WORK ITEM: Take the data below and filter it for lines containing the word "itself"; show each line found.

Stored data:

::::::::::

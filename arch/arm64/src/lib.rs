// =============================================================================
// A53 Boot - ARM64 Architecture Crate
// =============================================================================
// Everything that touches hardware during bring-up:
// - PL011 UART driver (polled console)
// - GICv2 routing of the UART receive interrupt
// - Identity-mapped stage-1 translation and MMU enable
// - CPU and EL1 system register access
// - Console logger and hex diagnostics
//
// SPDX-License-Identifier: GPL-2.0
// =============================================================================

#![cfg_attr(not(test), no_std)]

pub mod cpu;
pub mod diag;
pub mod error;
pub mod gic;
pub mod irq;
pub mod logger;
pub mod mmio;
pub mod mmu;
pub mod platform;
pub mod sysreg;
pub mod uart;

#[cfg(all(target_arch = "aarch64", target_os = "none"))]
mod boot;

#[cfg(test)]
mod sim;

pub use error::{Error, Result};

/// Bring up the console and its logger.
///
/// Must be the first thing the image does; everything after it reports
/// progress through `log`.
pub fn init_console(level: log::LevelFilter) {
    uart::init();
    logger::init(level);
}
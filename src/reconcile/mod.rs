//! Topology reconciliation.
//!
//! [`TopologyReconciler`] compares what is observed with what the
//! [`DesiredTopology`](crate::core::DesiredTopology) asks for and reports the
//! gaps plus a [`CoverageReport`].

mod coverage;
mod reconciler;

pub use coverage::{CoverageReport, TypeCoverage};
pub use reconciler::{GapAnalysis, TopologyReconciler};
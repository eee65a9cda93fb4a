//! Observed-versus-desired topology diff.

use crate::core::{CompositeKey, DesiredEntity, DesiredTopology, Entity, EntityType};
use crate::reconcile::coverage::{CoverageReport, TypeCoverage};

use std::collections::{BTreeMap, BTreeSet, HashMap};

/// The result of comparing observed entities to a desired topology.
#[derive(Debug, Clone, PartialEq)]
pub struct GapAnalysis {
    /// Desired entities with no observed counterpart, in topology order.
    pub missing_entities: Vec<DesiredEntity>,
    /// Observed entities the topology does not ask for, sorted by key.
    pub extra_entities: Vec<CompositeKey>,
    /// Coverage counts.
    pub coverage_report: CoverageReport,
}

impl GapAnalysis {
    /// Returns `true` if nothing is missing.
    pub fn is_complete(&self) -> bool {
        self.missing_entities.is_empty()
    }
}

/// Diffs observed entities against a desired topology.
///
/// The reconciler is stateless and side-effect free: extra entities are
/// reported, never removed, and the same inputs always give the same
/// analysis.
///
/// # Example
///
/// ```rust
/// use queuebridge::core::{DesiredCluster, DesiredTopology};
/// use queuebridge::reconcile::TopologyReconciler;
///
/// let desired = DesiredTopology::new("AwsMsk")
///     .with_cluster(DesiredCluster::new("prod").with_brokers([1, 2]));
///
/// let analysis = TopologyReconciler::new().analyze_gaps(&[], &desired);
/// assert_eq!(analysis.missing_entities.len(), 3);
/// assert_eq!(analysis.coverage_report.overall.coverage, 0);
/// ```
#[derive(Debug, Clone, Copy, Default)]
pub struct TopologyReconciler;

impl TopologyReconciler {
    /// Creates a reconciler.
    pub fn new() -> Self {
        Self
    }

    /// Compares `observed` with `desired`.
    ///
    /// Observed entities are looked up by composite key; when several share a
    /// key, the last one wins.
    pub fn analyze_gaps(&self, observed: &[Entity], desired: &DesiredTopology) -> GapAnalysis {
        let lookup: HashMap<&CompositeKey, &Entity> =
            observed.iter().map(|entity| (&entity.key, entity)).collect();

        let wanted = desired.entities();
        let wanted_keys: BTreeSet<&CompositeKey> = wanted.iter().map(|e| &e.key).collect();

        let mut counts: BTreeMap<EntityType, (usize, usize)> = EntityType::ALL
            .iter()
            .map(|entity_type| (*entity_type, (0, 0)))
            .collect();
        let mut missing_entities = Vec::new();

        for entity in &wanted {
            let slot = counts.entry(entity.entity_type()).or_insert((0, 0));
            slot.0 += 1;
            if lookup.contains_key(&entity.key) {
                slot.1 += 1;
            } else {
                missing_entities.push(entity.clone());
            }
        }

        let extra_entities: Vec<CompositeKey> = lookup
            .keys()
            .filter(|key| !wanted_keys.contains(*key))
            .map(|key| (*key).clone())
            .collect::<BTreeSet<_>>()
            .into_iter()
            .collect();

        let by_type: BTreeMap<EntityType, TypeCoverage> = counts
            .into_iter()
            .map(|(entity_type, (desired, matched))| {
                (entity_type, TypeCoverage::new(desired, matched))
            })
            .collect();
        let overall = TypeCoverage::new(wanted.len(), wanted.len() - missing_entities.len());

        let coverage_report = CoverageReport {
            missing: missing_entities.len(),
            extra: extra_entities.len(),
            by_type,
            overall,
        };

        tracing::debug!(
            desired = wanted.len(),
            missing = coverage_report.missing,
            extra = coverage_report.extra,
            coverage = coverage_report.overall.coverage,
            "Topology analyzed"
        );

        GapAnalysis {
            missing_entities,
            extra_entities,
            coverage_report,
        }
    }
}
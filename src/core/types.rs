//! Core types used throughout the queuebridge library.
//!
//! This module defines the canonical entity model: entity types, the
//! composite key that identifies an entity, the source tag that records
//! where an entity came from, and the entity itself.

use chrono::{DateTime, Utc};
use serde::{Deserialize, Serialize};
use std::collections::BTreeMap;
use std::fmt;

/// Metric values keyed by metric name.
pub type MetricMap = BTreeMap<String, f64>;

/// The kind of message-queue infrastructure an entity describes.
#[derive(Debug, Clone, Copy, PartialEq, Eq, PartialOrd, Ord, Hash, Serialize, Deserialize)]
pub enum EntityType {
    /// A Kafka / MSK cluster.
    #[serde(rename = "AWSMSKCLUSTER")]
    Cluster,
    /// A broker inside a cluster.
    #[serde(rename = "AWSMSKBROKER")]
    Broker,
    /// A topic inside a cluster.
    #[serde(rename = "AWSMSKTOPIC")]
    Topic,
}

impl EntityType {
    /// All entity types, in topology order.
    pub const ALL: [EntityType; 3] = [Self::Cluster, Self::Broker, Self::Topic];

    /// Returns the backend entity type label.
    pub fn as_str(&self) -> &'static str {
        match self {
            Self::Cluster => "AWSMSKCLUSTER",
            Self::Broker => "AWSMSKBROKER",
            Self::Topic => "AWSMSKTOPIC",
        }
    }

    /// Returns a short lowercase name, used in logs and display names.
    pub fn short_name(&self) -> &'static str {
        match self {
            Self::Cluster => "cluster",
            Self::Broker => "broker",
            Self::Topic => "topic",
        }
    }
}

impl fmt::Display for EntityType {
    fn fmt(&self, f: &mut fmt::Formatter<'_>) -> fmt::Result {
        f.write_str(self.as_str())
    }
}

/// Where an entity's data came from.
#[derive(Debug, Clone, Copy, PartialEq, Eq, Hash, Serialize, Deserialize)]
#[serde(rename_all = "snake_case")]
pub enum EntitySource {
    /// Built from real collected samples.
    Observed,
    /// A placeholder that has not had its metrics recomputed yet.
    Synthesized,
    /// A placeholder whose metrics were recomputed at least once.
    SynthesizedRefresh,
}

impl EntitySource {
    /// Returns `true` for both synthesized variants.
    pub fn is_synthesized(&self) -> bool {
        matches!(self, Self::Synthesized | Self::SynthesizedRefresh)
    }

    /// Returns the source as a stable string label.
    pub fn as_str(&self) -> &'static str {
        match self {
            Self::Observed => "observed",
            Self::Synthesized => "synthesized",
            Self::SynthesizedRefresh => "synthesized_refresh",
        }
    }
}

impl fmt::Display for EntitySource {
    fn fmt(&self, f: &mut fmt::Formatter<'_>) -> fmt::Result {
        f.write_str(self.as_str())
    }
}

/// Uniquely identifies an entity: type, provider, cluster and local id.
///
/// For clusters the local id is the cluster name itself.
#[derive(Debug, Clone, PartialEq, Eq, PartialOrd, Ord, Hash, Serialize, Deserialize)]
pub struct CompositeKey {
    /// The entity type.
    pub entity_type: EntityType,
    /// The infrastructure provider (e.g. `AwsMsk`).
    pub provider: String,
    /// The cluster the entity belongs to.
    pub cluster: String,
    /// Identifier of the entity within its cluster.
    pub local_id: String,
}

impl CompositeKey {
    /// Creates a new composite key.
    pub fn new(
        entity_type: EntityType,
        provider: impl Into<String>,
        cluster: impl Into<String>,
        local_id: impl Into<String>,
    ) -> Self {
        Self {
            entity_type,
            provider: provider.into(),
            cluster: cluster.into(),
            local_id: local_id.into(),
        }
    }

    /// Creates the key of a cluster entity.
    pub fn cluster(provider: impl Into<String>, cluster: impl Into<String>) -> Self {
        let cluster = cluster.into();
        Self::new(EntityType::Cluster, provider, cluster.clone(), cluster)
    }

    /// Creates the key of a broker entity.
    pub fn broker(provider: impl Into<String>, cluster: impl Into<String>, broker_id: u32) -> Self {
        Self::new(EntityType::Broker, provider, cluster, broker_id.to_string())
    }

    /// Creates the key of a topic entity.
    pub fn topic(
        provider: impl Into<String>,
        cluster: impl Into<String>,
        topic: impl Into<String>,
    ) -> Self {
        Self::new(EntityType::Topic, provider, cluster, topic)
    }
}

impl fmt::Display for CompositeKey {
    fn fmt(&self, f: &mut fmt::Formatter<'_>) -> fmt::Result {
        write!(
            f,
            "{}:{}:{}:{}",
            self.entity_type, self.provider, self.cluster, self.local_id
        )
    }
}

/// Identifying attributes handed to an entity factory for a missing entity.
#[derive(Debug, Clone, PartialEq, Serialize, Deserialize)]
pub struct EntityAttributes {
    /// Key the created entity must carry.
    pub key: CompositeKey,
    /// Human-readable display name.
    pub display_name: String,
    /// Free-form tags copied from the desired topology.
    pub tags: BTreeMap<String, String>,
}

impl EntityAttributes {
    /// Creates attributes with a display name derived from the key.
    pub fn for_key(key: CompositeKey) -> Self {
        let display_name = match key.entity_type {
            EntityType::Cluster => key.cluster.clone(),
            EntityType::Broker => format!("{}-broker-{}", key.cluster, key.local_id),
            EntityType::Topic => key.local_id.clone(),
        };
        let mut tags = BTreeMap::new();
        tags.insert("clusterName".to_string(), key.cluster.clone());
        tags.insert("provider".to_string(), key.provider.clone());
        Self {
            key,
            display_name,
            tags,
        }
    }

    /// Adds a tag.
    pub fn with_tag(mut self, name: impl Into<String>, value: impl Into<String>) -> Self {
        self.tags.insert(name.into(), value.into());
        self
    }
}

/// A canonical infrastructure entity.
#[derive(Debug, Clone, PartialEq, Serialize, Deserialize)]
pub struct Entity {
    /// The composite key identifying this entity.
    pub key: CompositeKey,
    /// Backend entity GUID.
    pub guid: String,
    /// Human-readable name.
    pub name: String,
    /// Latest metric values.
    pub metrics: MetricMap,
    /// Where the entity data came from.
    pub source: EntitySource,
    /// When the entity was last written.
    pub updated_at: DateTime<Utc>,
}

impl Entity {
    /// Creates a new entity with no metrics.
    pub fn new(
        key: CompositeKey,
        guid: impl Into<String>,
        name: impl Into<String>,
        source: EntitySource,
    ) -> Self {
        Self {
            key,
            guid: guid.into(),
            name: name.into(),
            metrics: MetricMap::new(),
            source,
            updated_at: Utc::now(),
        }
    }

    /// Sets the metrics.
    pub fn with_metrics(mut self, metrics: MetricMap) -> Self {
        self.metrics = metrics;
        self
    }

    /// Sets a single metric.
    pub fn with_metric(mut self, name: impl Into<String>, value: f64) -> Self {
        self.metrics.insert(name.into(), value);
        self
    }

    /// Returns the entity type.
    pub fn entity_type(&self) -> EntityType {
        self.key.entity_type
    }

    /// Returns `true` if the entity was built from real samples.
    pub fn is_observed(&self) -> bool {
        self.source == EntitySource::Observed
    }

    /// Returns `true` if the entity is a placeholder.
    pub fn is_synthesized(&self) -> bool {
        self.source.is_synthesized()
    }
}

::::::::::

ANSWER TO THIS TASK:
//! where an entity came from, and the entity itself.
/// For clusters the local id is the cluster name itself.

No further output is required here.